# garmin lake erie bluechart help



## wave warrior (Oct 2, 2005)

just got the bluechart for my 182 garmin ext (thanks eyes-on) and have no idea how to use it! i did find out how to access marinas and such but i know it does more...i thought there were directions in my 182 manual but there isnt...any help or a place to download the manual??? also on garmins site it says i can get a "bathymetric" card to enhance fishing spots for erie but i cant find any info other than that...


----------



## Chippewa (Oct 25, 2004)

Wave... did you get it figured out yet? I got the gps that your chip came from and I have a chip on order and I was just curious with the results....


----------



## wave warrior (Oct 2, 2005)

yes i did and its pretty sweet! it didnt do much in the driveway but once i launched at hotwaters it was amazing the details that are automaticaly on the screen...menu-waypoints brings up all the access such as marinas-slips-fuel etc....you gonna like it!!


----------



## chaunc (Apr 11, 2004)

Wave and chip, I picked up a preprogrammed data card of the northeast by garmin. Is this the card you guys are talking about? Haven't tried it as i have my unit packed and ready for sale. I have the garmin map 182 with the internal antenna.


----------



## wave warrior (Oct 2, 2005)

chaunc said:


> Wave and chip, I picked up a preprogrammed data card of the northeast by garmin. Is this the card you guys are talking about? Haven't tried it as i have my unit packed and ready for sale. I have the garmin map 182 with the internal antenna.

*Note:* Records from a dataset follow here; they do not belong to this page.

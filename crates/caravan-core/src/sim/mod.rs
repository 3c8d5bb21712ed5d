//! In-memory host
//!
//! A small stand-in for a game server: entities with tags and attributes, grid
//! inventories, chat messages and dropped items. Used by tests and the
//! scenario runner.

mod grid;

pub use grid::GridInventory;

use std::collections::BTreeMap;

use ahash::HashMap;
use caravan_items::ItemStack;
use glam::Vec3;

use crate::host::{HostAccess, HostMutAccess};
use crate::types::{Attribute, EntityId, EntityKind, InventoryId, Location, TagKey};

/// Movement speed a freshly spawned carrier gets
pub const DEFAULT_CARRIER_SPEED: f64 = 0.09;

const DEFAULT_WORLD: &str = "world";

/// A living entity as the in-memory host tracks it
#[derive(Debug, Clone)]
struct SimEntity {
    kind: EntityKind,
    name: String,
    location: Option<Location>,
    saddled: bool,
    held: Option<ItemStack>,
    alive: bool,
    attributes: HashMap<Attribute, f64>,
    tags: BTreeMap<String, f64>,
}

impl SimEntity {
    fn new(kind: EntityKind, name: &str) -> Self {
        Self {
            kind,
            name: name.to_string(),
            location: Some(Location::new(DEFAULT_WORLD, Vec3::ZERO)),
            saddled: false,
            held: None,
            alive: true,
            attributes: HashMap::default(),
            tags: BTreeMap::new(),
        }
    }
}

/// Item stack lying in the world
#[derive(Debug, Clone, PartialEq)]
pub struct DroppedItem {
    pub location: Location,
    pub stack: ItemStack,
}

/// In-memory implementation of the host traits
#[derive(Debug)]
pub struct SimHost {
    entities: HashMap<EntityId, SimEntity>,
    inventories: BTreeMap<InventoryId, GridInventory>,
    next_inventory: u64,
    messages: Vec<(EntityId, String)>,
    open_views: Vec<(EntityId, InventoryId)>,
    dropped: Vec<DroppedItem>,
    carrier_speed: f64,
}

impl SimHost {
    pub fn new() -> Self {
        Self::with_carrier_speed(DEFAULT_CARRIER_SPEED)
    }

    /// Host whose carriers spawn with the given movement speed
    pub fn with_carrier_speed(carrier_speed: f64) -> Self {
        Self {
            entities: HashMap::default(),
            inventories: BTreeMap::new(),
            next_inventory: 1,
            messages: Vec::new(),
            open_views: Vec::new(),
            dropped: Vec::new(),
            carrier_speed,
        }
    }

    fn insert(&mut self, entity: SimEntity) -> EntityId {
        let id = EntityId::new();
        self.entities.insert(id, entity);
        id
    }

    /// Spawn a carrier with movement speed and scale attributes
    pub fn spawn_carrier(&mut self, name: &str) -> EntityId {
        let mut entity = SimEntity::new(EntityKind::Carrier, name);
        entity
            .attributes
            .insert(Attribute::MovementSpeed, self.carrier_speed);
        entity.attributes.insert(Attribute::Scale, 1.0);
        self.insert(entity)
    }

    pub fn spawn_player(&mut self, name: &str) -> EntityId {
        let mut entity = SimEntity::new(EntityKind::Player, name);
        entity.attributes.insert(Attribute::MovementSpeed, 0.1);
        self.insert(entity)
    }

    pub fn spawn_animal(&mut self, name: &str) -> EntityId {
        let mut entity = SimEntity::new(EntityKind::Animal, name);
        entity.attributes.insert(Attribute::MovementSpeed, 0.25);
        entity.attributes.insert(Attribute::Scale, 1.0);
        self.insert(entity)
    }

    pub fn set_saddled(&mut self, id: EntityId, saddled: bool) {
        if let Some(entity) = self.entities.get_mut(&id) {
            entity.saddled = saddled;
        }
    }

    pub fn set_held(&mut self, actor: EntityId, held: Option<ItemStack>) {
        if let Some(entity) = self.entities.get_mut(&actor) {
            entity.held = held;
        }
    }

    pub fn move_to(&mut self, id: EntityId, location: Option<Location>) {
        if let Some(entity) = self.entities.get_mut(&id) {
            entity.location = location;
        }
    }

    /// Strip an attribute, as for entity kinds that lack it
    pub fn remove_attribute(&mut self, id: EntityId, attribute: Attribute) {
        if let Some(entity) = self.entities.get_mut(&id) {
            entity.attributes.remove(&attribute);
        }
    }

    /// Mark an entity dead; it stays queryable like a host corpse
    pub fn kill(&mut self, id: EntityId) {
        if let Some(entity) = self.entities.get_mut(&id) {
            entity.alive = false;
        }
    }

    pub fn is_alive(&self, id: EntityId) -> bool {
        self.entities.get(&id).is_some_and(|e| e.alive)
    }

    pub fn attribute(&self, id: EntityId, attribute: Attribute) -> Option<f64> {
        self.entities
            .get(&id)
            .and_then(|entity| entity.attributes.get(&attribute).copied())
    }

    /// Raw persisted tag by key string
    pub fn tag_value(&self, id: EntityId, key: &str) -> Option<f64> {
        self.entities
            .get(&id)
            .and_then(|entity| entity.tags.get(key).copied())
    }

    /// All persisted tags of an entity, sorted by key
    pub fn tags_of(&self, id: EntityId) -> Vec<(String, f64)> {
        self.entities
            .get(&id)
            .map(|entity| {
                entity
                    .tags
                    .iter()
                    .map(|(key, value)| (key.clone(), *value))
                    .collect()
            })
            .unwrap_or_default()
    }

    pub fn inventory(&self, id: InventoryId) -> Option<&GridInventory> {
        self.inventories.get(&id)
    }

    pub fn inventory_mut(&mut self, id: InventoryId) -> Option<&mut GridInventory> {
        self.inventories.get_mut(&id)
    }

    /// Every inventory bound to an entity, oldest first
    pub fn inventories_of(&self, owner: EntityId) -> Vec<InventoryId> {
        self.inventories
            .iter()
            .filter(|(_, inv)| inv.owner == owner)
            .map(|(id, _)| *id)
            .collect()
    }

    pub fn inventory_count(&self) -> usize {
        self.inventories.len()
    }

    pub fn messages(&self) -> &[(EntityId, String)] {
        &self.messages
    }

    /// Inventories shown to players, in order
    pub fn open_views(&self) -> &[(EntityId, InventoryId)] {
        &self.open_views
    }

    pub fn dropped(&self) -> &[DroppedItem] {
        &self.dropped
    }
}

impl Default for SimHost {
    fn default() -> Self {
        Self::new()
    }
}

impl HostAccess for SimHost {
    fn entity_kind(&self, entity: EntityId) -> Option<EntityKind> {
        self.entities.get(&entity).map(|e| e.kind)
    }

    fn display_name(&self, entity: EntityId) -> String {
        self.entities
            .get(&entity)
            .map(|e| e.name.clone())
            .unwrap_or_default()
    }

    fn location(&self, entity: EntityId) -> Option<Location> {
        self.entities
            .get(&entity)
            .and_then(|e| e.location.clone())
    }

    fn has_saddle(&self, entity: EntityId) -> bool {
        // A corpse can't be ridden
        self.entities
            .get(&entity)
            .is_some_and(|e| e.alive && e.saddled)
    }

    fn held_item(&self, actor: EntityId) -> Option<ItemStack> {
        self.entities.get(&actor).and_then(|e| e.held)
    }

    fn tag(&self, entity: EntityId, key: TagKey) -> Option<f64> {
        self.tag_value(entity, key.as_str())
    }

    fn attribute_base(&self, entity: EntityId, attribute: Attribute) -> Option<f64> {
        self.attribute(entity, attribute)
    }

    fn inventory_owner(&self, inventory: InventoryId) -> Option<EntityId> {
        self.inventories.get(&inventory).map(|inv| inv.owner)
    }

    fn inventory_contents(&self, inventory: InventoryId) -> Vec<Option<ItemStack>> {
        self.inventories
            .get(&inventory)
            .map(|inv| inv.slots().to_vec())
            .unwrap_or_default()
    }
}

impl HostMutAccess for SimHost {
    fn set_tag(&mut self, entity: EntityId, key: TagKey, value: f64) {
        if let Some(e) = self.entities.get_mut(&entity) {
            e.tags.insert(key.as_str().to_string(), value);
        }
    }

    fn set_attribute_base(&mut self, entity: EntityId, attribute: Attribute, value: f64) {
        if let Some(current) = self
            .entities
            .get_mut(&entity)
            .and_then(|e| e.attributes.get_mut(&attribute))
        {
            *current = value;
        }
    }

    fn send_message(&mut self, actor: EntityId, message: &str) {
        self.messages.push((actor, message.to_string()));
    }

    fn create_inventory(&mut self, owner: EntityId, slots: usize, title: &str) -> InventoryId {
        let id = InventoryId(self.next_inventory);
        self.next_inventory += 1;
        self.inventories
            .insert(id, GridInventory::new(owner, title, slots));
        id
    }

    fn open_inventory(&mut self, actor: EntityId, inventory: InventoryId) {
        self.open_views.push((actor, inventory));
    }

    fn drop_item(&mut self, location: &Location, stack: ItemStack) {
        self.dropped.push(DroppedItem {
            location: location.clone(),
            stack,
        });
    }
}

no...mine is lake erie and lake st clair...not sure what you have but i may be interested if its for sale...think mine is ms180r or something like that??


----------



## Seaturd (Apr 14, 2004)

I have the same chip as you Wave Warrior and I can't get the mofo to work at all! I have a Garmin 530. I load the chip in and the unit acts the same as w/o the chip and there are no additional details or anything. Anyone got any ideas? Faulty gps, faulty chip or moronic user?


----------



## ohiojmj (Apr 16, 2004)

My sympathy goes out to my electronically inept fishing partner, Seaturd; we are equally matched in the electronic dept.

I believe from my research that the 182 and the 530 take different Garmin chips. The new 530 model takes a g2 Vision chip where the older ones take a plain jane bluechart chip. I may not have these descriptions perfect, but make sure your chip is compatible with your gps unit....and figure it out soon becuase I'm close to pulling trigger ona 530S and need a review on the overpriced $259 lake erie chip while a $200 rebate is available.


----------



## Chippewa (Oct 25, 2004)

Seaturd said:


> I have the same chip as you Wave Warrior and I can't get the mofo to work at all! I have a Garmin 530. I load the chip in and the unit acts the same as w/o the chip and there are no additional details or anything. Anyone got any ideas? Faulty gps, faulty chip or moronic user?


I have a older 176 model and there is a page on the unit where it says whether the chip is turned on or off.. I dont know if it is the same but it might be something to look at????? Also go to the garmin site and it should tell you the compatable chips.. if not just use their e-mail tech support and they will get you the answer in a day or so.. they answered my ?'s and were dead on......

Wave... I got the chip and in demo mode it picked up the last spot I was at on the toussaint river and the detail was awesome!!!!! I cant wait till I get a chance to use it on the big lake.....


----------



## wave warrior (Oct 2, 2005)

Chippewa said:


> I have a older 176 model and there is a page on the unit where it says whether the chip is turned on or off.. I dont know if it is the same but it might be something to look at????? Also go to the garmin site and it should tell you the compatable chips.. if not just use their e-mail tech support and they will get you the answer in a day or so.. they answered my ?'s and were dead on......
> 
> Wave... I got the chip and in demo mode it picked up the last spot I was at on the toussaint river and the detail was awesome!!!!! I cant wait till I get a chance to use it on the big lake.....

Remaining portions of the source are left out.